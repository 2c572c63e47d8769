//! Konversations-Schluessel
//!
//! Symmetrischer Schluessel einer Konversation. Der Admin erzeugt ihn,
//! Mitglieder erhalten ihn ueber den DH-Handshake. Fuer die Nachrichten-
//! schicht ist er nur eine Faehigkeit zum Ver- und Entschluesseln von Text.
//!
//! Chiffrat-Format im `content`-Feld: Base64 von `[nonce(12)] [ct + tag]`,
//! AAD ist die Konversations-ID.

use base64::Engine as _;
use rand::rngs::OsRng;
use rand::RngCore;

use parley_core::types::ConversationId;

use crate::e2e::decrypt::oeffnen;
use crate::e2e::encrypt::{schluessellaenge_pruefen, versiegeln};
use crate::error::{CryptoError, CryptoResult};
use crate::types::{SchluesselAlgorithmus, SecretBytes, SCHLUESSEL_LAENGE};

#[derive(Debug, Clone)]
pub struct KonversationsSchluessel {
    bytes: SecretBytes,
    algorithmus: SchluesselAlgorithmus,
}

impl KonversationsSchluessel {
    /// Erzeugt einen neuen zufaelligen Schluessel
    pub fn erzeugen(algorithmus: SchluesselAlgorithmus) -> Self {
        let mut bytes = vec![0u8; SCHLUESSEL_LAENGE];
        OsRng.fill_bytes(&mut bytes);
        Self {
            bytes: SecretBytes::new(bytes),
            algorithmus,
        }
    }

    pub fn aus_bytes(algorithmus: SchluesselAlgorithmus, bytes: Vec<u8>) -> CryptoResult<Self> {
        schluessellaenge_pruefen(&bytes)?;
        Ok(Self {
            bytes: SecretBytes::new(bytes),
            algorithmus,
        })
    }

    pub fn as_bytes(&self) -> &[u8] {
        self.bytes.as_bytes()
    }

    pub fn algorithmus(&self) -> SchluesselAlgorithmus {
        self.algorithmus
    }

    /// Verschluesselt Nachrichtentext fuer das `content`-Feld
    pub fn verschluesseln(
        &self,
        conversation_id: ConversationId,
        klartext: &str,
    ) -> CryptoResult<String> {
        let versiegelt = versiegeln(
            self.algorithmus,
            self.as_bytes(),
            klartext.as_bytes(),
            conversation_id.inner().as_bytes(),
        )?;
        Ok(base64::engine::general_purpose::STANDARD.encode(versiegelt))
    }

    /// Entschluesselt ein `content`-Feld
    pub fn entschluesseln(
        &self,
        conversation_id: ConversationId,
        chiffrat: &str,
    ) -> CryptoResult<String> {
        let versiegelt = base64::engine::general_purpose::STANDARD.decode(chiffrat.trim())?;
        let klartext = oeffnen(
            self.algorithmus,
            self.as_bytes(),
            &versiegelt,
            conversation_id.inner().as_bytes(),
        )?;
        String::from_utf8(klartext)
            .map_err(|e| CryptoError::UngueltigeDaten(format!("Kein UTF-8: {e}")))
    }
}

_ _ _ _ _ _ _

Required work
Of the lines above, extract only those from the line with "#[derive(Debug, Clone)]" to the line with "let mut bytes", both included, exactly as written.

Answer to this exercise
#[derive(Debug, Clone)]
pub struct KonversationsSchluessel {
    bytes: SecretBytes,
    algorithmus: SchluesselAlgorithmus,
}

impl KonversationsSchluessel {
    /// Erzeugt einen neuen zufaelligen Schluessel
    pub fn erzeugen(algorithmus: SchluesselAlgorithmus) -> Self {
        let mut bytes = vec![0u8; SCHLUESSEL_LAENGE];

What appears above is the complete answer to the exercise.